> [Input]:
--------

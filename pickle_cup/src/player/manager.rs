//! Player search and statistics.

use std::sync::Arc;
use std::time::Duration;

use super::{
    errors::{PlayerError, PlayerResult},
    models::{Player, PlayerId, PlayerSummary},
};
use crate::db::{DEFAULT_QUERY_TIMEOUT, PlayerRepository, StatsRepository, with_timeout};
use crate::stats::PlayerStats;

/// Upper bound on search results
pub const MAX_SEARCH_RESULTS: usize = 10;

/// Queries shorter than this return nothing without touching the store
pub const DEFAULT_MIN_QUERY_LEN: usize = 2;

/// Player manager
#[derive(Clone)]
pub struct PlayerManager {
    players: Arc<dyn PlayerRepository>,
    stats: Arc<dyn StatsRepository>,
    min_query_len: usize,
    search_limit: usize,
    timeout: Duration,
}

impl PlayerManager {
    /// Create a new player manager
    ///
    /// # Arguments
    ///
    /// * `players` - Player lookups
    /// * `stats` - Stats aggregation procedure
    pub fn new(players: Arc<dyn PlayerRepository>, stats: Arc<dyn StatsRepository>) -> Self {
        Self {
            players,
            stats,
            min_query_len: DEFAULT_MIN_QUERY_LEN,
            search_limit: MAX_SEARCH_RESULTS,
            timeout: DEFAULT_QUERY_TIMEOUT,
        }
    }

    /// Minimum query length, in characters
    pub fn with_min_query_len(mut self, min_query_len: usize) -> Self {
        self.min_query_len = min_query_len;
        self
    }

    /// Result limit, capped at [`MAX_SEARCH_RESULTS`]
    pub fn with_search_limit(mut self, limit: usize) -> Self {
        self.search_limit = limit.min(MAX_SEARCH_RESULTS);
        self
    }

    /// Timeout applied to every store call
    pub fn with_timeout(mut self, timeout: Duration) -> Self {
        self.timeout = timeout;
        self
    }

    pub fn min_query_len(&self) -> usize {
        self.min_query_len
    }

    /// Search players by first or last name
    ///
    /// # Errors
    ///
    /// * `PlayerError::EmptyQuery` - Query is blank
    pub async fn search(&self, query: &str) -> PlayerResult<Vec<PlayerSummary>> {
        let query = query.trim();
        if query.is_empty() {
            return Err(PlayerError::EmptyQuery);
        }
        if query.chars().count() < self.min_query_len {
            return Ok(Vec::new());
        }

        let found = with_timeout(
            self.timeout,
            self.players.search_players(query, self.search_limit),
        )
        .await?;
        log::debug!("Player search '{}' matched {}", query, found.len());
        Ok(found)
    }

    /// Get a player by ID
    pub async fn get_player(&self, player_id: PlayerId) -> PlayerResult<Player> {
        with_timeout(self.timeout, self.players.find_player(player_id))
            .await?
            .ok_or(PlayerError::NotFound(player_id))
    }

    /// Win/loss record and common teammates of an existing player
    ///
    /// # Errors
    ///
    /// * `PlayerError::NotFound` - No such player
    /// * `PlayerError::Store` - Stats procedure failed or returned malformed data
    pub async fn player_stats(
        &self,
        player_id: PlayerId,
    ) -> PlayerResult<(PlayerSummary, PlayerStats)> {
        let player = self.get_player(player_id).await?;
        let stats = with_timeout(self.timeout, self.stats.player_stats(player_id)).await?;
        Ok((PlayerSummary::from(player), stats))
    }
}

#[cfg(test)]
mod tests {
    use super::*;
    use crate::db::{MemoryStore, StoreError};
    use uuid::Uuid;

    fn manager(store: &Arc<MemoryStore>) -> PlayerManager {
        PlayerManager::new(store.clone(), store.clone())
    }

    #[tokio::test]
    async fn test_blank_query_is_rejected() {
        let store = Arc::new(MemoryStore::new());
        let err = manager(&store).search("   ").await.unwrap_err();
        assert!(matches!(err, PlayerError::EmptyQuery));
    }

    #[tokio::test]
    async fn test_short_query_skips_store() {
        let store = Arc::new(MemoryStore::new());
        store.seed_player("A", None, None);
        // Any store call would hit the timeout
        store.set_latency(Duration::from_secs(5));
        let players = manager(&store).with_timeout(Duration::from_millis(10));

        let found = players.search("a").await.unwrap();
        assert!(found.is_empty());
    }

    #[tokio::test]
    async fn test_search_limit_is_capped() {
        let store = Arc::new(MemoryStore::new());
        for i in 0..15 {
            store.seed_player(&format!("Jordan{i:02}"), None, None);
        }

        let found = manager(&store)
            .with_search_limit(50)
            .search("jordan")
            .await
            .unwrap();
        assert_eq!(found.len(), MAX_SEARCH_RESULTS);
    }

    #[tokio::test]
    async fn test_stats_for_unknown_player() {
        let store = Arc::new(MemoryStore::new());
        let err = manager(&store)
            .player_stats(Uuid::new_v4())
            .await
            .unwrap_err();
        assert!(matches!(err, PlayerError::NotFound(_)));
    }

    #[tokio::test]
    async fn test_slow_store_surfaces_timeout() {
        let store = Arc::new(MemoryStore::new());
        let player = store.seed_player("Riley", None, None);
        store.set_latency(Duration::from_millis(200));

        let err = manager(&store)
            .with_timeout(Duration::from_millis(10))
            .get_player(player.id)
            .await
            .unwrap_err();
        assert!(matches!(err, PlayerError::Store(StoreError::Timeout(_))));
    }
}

--------

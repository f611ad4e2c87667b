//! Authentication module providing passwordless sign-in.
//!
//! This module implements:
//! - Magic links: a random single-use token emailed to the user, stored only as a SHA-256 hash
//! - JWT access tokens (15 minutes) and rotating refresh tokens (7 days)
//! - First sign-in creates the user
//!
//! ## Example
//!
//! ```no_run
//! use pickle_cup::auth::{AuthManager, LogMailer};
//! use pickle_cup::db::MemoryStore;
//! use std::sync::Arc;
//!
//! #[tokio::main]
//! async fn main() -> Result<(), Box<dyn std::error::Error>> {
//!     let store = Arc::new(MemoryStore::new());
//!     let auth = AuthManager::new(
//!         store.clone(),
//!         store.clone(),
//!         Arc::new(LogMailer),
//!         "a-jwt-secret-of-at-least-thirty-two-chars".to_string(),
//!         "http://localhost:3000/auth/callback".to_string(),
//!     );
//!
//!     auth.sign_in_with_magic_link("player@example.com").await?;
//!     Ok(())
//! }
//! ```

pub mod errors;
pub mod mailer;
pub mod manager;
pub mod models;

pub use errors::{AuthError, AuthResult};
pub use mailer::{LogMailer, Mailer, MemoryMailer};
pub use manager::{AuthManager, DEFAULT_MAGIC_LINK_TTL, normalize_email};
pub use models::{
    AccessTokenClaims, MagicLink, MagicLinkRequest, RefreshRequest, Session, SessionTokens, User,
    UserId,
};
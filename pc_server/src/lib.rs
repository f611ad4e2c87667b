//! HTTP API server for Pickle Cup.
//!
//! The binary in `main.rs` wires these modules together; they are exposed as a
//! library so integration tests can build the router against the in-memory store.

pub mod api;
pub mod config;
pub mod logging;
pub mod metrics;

--------

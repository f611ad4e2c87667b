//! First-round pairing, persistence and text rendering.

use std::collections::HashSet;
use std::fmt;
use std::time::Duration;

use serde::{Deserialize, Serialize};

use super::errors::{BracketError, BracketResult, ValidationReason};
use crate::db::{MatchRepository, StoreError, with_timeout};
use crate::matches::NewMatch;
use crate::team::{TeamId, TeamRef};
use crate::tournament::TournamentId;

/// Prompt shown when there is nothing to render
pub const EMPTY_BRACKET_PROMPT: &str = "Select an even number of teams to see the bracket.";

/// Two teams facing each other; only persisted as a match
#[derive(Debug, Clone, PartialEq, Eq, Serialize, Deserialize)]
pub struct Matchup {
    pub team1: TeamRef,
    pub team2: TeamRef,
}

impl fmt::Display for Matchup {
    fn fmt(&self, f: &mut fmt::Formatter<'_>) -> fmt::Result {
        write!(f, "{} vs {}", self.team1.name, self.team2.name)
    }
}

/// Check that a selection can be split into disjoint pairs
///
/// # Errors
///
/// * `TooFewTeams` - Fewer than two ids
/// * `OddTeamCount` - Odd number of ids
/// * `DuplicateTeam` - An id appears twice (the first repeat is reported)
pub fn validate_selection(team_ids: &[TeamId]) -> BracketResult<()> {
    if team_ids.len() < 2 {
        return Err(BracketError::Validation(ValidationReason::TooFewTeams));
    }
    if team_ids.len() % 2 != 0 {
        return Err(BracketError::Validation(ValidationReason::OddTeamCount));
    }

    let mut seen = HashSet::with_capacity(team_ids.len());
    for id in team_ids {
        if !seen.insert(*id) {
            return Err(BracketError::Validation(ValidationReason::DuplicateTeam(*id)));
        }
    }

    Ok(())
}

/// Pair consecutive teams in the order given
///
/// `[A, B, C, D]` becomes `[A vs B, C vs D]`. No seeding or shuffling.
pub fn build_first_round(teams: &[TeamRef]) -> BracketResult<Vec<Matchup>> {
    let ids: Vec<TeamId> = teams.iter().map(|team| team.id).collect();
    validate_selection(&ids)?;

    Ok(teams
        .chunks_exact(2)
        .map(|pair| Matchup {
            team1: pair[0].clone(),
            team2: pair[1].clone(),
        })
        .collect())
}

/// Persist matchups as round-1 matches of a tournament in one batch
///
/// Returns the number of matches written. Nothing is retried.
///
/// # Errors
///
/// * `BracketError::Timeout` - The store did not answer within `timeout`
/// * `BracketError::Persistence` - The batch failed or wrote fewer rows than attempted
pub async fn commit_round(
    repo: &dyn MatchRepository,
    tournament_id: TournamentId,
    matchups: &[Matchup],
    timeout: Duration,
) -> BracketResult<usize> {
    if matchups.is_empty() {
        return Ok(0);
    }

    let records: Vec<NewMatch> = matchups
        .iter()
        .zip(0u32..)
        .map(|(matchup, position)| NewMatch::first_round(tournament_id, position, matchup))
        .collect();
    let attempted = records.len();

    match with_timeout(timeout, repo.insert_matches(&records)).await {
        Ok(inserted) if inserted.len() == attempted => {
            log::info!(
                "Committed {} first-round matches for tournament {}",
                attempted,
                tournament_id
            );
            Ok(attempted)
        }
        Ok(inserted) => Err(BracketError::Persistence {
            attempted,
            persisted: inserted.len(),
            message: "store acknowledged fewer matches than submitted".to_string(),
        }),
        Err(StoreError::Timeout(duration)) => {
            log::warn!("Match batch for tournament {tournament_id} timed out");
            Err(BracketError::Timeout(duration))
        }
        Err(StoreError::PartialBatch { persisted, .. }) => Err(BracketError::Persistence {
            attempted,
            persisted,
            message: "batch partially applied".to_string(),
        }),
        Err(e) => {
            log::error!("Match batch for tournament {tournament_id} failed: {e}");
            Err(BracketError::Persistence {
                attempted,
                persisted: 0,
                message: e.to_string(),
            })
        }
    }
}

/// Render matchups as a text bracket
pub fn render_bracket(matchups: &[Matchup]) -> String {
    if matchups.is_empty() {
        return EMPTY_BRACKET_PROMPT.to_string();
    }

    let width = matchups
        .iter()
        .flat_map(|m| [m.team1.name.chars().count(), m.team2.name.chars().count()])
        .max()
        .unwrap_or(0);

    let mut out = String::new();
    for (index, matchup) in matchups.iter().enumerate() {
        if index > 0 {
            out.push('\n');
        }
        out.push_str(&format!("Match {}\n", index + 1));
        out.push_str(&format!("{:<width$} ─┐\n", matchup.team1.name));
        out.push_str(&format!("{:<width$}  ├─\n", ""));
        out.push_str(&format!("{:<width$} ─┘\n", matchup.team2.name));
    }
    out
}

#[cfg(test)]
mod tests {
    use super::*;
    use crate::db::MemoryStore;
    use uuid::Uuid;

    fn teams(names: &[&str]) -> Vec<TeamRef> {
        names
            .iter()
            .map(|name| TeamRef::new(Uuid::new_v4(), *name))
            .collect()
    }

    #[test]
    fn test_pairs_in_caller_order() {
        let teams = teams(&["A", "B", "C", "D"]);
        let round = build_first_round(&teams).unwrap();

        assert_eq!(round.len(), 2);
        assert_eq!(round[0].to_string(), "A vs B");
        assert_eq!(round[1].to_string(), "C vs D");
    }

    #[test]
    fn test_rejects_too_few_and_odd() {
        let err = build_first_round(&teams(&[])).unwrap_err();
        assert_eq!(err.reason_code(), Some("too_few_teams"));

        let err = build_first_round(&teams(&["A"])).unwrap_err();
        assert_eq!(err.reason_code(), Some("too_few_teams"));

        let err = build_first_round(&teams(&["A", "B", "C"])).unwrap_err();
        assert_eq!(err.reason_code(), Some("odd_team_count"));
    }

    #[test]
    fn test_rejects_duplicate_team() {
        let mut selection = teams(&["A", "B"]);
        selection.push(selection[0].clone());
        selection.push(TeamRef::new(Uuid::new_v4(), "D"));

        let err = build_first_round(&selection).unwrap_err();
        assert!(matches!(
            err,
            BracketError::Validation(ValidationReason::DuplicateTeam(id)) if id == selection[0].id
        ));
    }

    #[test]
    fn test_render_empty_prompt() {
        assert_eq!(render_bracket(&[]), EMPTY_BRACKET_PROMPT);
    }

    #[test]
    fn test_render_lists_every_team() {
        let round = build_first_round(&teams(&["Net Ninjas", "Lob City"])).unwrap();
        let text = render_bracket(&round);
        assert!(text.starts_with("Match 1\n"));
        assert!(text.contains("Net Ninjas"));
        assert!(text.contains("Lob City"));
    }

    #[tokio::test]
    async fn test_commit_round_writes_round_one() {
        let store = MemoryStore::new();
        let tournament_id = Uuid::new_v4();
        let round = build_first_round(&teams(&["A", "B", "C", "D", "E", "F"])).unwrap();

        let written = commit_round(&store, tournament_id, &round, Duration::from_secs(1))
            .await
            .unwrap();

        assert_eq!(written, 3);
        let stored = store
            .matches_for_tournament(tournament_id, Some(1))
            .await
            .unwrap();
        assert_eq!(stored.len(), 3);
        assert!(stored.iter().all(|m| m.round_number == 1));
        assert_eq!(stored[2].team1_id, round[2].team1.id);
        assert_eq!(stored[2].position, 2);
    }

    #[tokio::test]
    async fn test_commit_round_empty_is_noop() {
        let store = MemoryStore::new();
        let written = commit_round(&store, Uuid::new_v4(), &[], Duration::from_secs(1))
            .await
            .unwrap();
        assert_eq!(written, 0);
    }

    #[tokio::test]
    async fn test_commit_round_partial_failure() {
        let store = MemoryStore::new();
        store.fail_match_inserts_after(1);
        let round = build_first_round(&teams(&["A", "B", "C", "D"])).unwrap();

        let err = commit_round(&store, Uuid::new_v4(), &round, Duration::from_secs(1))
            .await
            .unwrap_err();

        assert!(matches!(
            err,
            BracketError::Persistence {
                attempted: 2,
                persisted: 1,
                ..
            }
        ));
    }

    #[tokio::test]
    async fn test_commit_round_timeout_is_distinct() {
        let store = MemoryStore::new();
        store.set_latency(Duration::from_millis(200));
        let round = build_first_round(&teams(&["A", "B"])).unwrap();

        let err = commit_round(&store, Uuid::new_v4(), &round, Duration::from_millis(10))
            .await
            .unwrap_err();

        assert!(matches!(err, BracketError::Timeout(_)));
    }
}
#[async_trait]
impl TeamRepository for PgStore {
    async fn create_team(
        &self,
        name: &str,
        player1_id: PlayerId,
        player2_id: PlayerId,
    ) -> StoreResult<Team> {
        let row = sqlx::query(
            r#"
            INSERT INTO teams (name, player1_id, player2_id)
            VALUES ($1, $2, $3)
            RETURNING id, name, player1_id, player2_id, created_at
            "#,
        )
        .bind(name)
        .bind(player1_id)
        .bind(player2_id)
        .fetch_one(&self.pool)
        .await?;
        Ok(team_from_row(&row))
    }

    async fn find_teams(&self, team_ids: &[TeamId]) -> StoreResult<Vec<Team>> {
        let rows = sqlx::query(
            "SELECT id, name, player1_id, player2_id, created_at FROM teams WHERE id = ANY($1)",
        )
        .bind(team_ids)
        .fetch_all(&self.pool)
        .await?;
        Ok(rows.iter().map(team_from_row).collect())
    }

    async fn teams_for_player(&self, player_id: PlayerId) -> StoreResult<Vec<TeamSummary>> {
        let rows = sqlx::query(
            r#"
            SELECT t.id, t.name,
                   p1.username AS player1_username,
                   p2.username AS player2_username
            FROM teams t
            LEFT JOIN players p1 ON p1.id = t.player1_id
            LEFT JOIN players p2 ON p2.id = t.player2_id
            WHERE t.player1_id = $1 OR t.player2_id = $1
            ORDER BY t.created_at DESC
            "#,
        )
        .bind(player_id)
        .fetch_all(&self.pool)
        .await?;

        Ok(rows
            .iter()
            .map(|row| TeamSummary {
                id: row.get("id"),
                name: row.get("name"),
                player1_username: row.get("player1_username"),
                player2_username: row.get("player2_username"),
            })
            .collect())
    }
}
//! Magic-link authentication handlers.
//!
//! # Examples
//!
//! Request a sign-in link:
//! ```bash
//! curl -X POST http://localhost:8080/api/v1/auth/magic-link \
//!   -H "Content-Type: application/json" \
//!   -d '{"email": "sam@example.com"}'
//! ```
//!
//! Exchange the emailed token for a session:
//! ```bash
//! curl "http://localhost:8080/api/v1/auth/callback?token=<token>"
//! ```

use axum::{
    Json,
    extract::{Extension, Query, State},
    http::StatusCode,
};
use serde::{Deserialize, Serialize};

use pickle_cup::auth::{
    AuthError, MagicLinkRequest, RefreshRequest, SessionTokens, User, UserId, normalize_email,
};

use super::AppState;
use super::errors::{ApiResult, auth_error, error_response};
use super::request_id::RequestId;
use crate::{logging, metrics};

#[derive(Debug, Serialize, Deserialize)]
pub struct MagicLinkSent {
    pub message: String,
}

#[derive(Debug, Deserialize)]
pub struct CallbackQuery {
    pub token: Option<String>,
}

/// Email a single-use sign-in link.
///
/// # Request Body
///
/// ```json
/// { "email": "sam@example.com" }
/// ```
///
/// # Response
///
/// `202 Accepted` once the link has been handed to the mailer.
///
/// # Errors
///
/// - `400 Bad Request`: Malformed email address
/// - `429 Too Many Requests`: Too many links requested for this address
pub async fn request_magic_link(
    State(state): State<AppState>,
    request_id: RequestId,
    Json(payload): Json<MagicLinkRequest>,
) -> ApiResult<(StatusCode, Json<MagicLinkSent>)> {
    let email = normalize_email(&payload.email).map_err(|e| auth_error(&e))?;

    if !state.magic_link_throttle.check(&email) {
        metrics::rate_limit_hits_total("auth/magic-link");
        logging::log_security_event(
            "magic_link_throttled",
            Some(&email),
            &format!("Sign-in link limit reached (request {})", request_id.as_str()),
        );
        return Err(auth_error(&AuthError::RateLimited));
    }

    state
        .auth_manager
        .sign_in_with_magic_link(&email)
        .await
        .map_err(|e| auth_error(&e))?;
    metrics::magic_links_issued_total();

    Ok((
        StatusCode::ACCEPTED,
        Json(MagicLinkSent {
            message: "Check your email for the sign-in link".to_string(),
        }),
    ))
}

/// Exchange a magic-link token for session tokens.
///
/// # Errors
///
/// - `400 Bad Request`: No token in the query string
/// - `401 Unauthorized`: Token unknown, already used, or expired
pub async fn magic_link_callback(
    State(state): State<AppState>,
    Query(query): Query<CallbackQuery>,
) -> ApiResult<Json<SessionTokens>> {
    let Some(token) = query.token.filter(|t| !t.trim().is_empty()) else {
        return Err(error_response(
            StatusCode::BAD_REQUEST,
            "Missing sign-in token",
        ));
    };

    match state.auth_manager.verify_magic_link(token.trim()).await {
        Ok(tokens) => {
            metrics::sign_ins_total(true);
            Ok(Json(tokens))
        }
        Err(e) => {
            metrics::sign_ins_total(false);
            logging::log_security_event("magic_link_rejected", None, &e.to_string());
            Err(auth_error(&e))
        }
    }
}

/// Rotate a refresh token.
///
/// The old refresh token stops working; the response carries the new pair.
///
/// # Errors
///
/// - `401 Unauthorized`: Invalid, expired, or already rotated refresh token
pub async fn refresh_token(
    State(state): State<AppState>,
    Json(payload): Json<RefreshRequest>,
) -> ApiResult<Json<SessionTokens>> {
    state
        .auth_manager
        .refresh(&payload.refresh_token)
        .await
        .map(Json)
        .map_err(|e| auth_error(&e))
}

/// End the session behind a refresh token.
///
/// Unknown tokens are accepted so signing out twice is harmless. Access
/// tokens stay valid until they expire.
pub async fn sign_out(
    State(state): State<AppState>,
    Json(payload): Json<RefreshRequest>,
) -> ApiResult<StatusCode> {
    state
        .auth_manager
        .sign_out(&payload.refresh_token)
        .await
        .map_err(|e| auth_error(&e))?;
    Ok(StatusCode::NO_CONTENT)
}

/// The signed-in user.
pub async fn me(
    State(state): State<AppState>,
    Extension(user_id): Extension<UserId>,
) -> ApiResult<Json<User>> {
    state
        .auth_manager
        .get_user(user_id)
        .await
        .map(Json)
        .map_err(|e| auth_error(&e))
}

--------

> [Work task]:
Reproduce exactly the lines above from the line with "filename pickle_cup/src/player/manager.rs" to the line with "#[derive(Clone)]", including both, and add nothing.

> [Exercise answer]:
filename pickle_cup/src/player/manager.rs
//! Player search and statistics.

use std::sync::Arc;
use std::time::Duration;

use super::{
    errors::{PlayerError, PlayerResult},
    models::{Player, PlayerId, PlayerSummary},
};
use crate::db::{DEFAULT_QUERY_TIMEOUT, PlayerRepository, StatsRepository, with_timeout};
use crate::stats::PlayerStats;

/// Upper bound on search results
pub const MAX_SEARCH_RESULTS: usize = 10;

/// Queries shorter than this return nothing without touching the store
pub const DEFAULT_MIN_QUERY_LEN: usize = 2;

/// Player manager
#[derive(Clone)]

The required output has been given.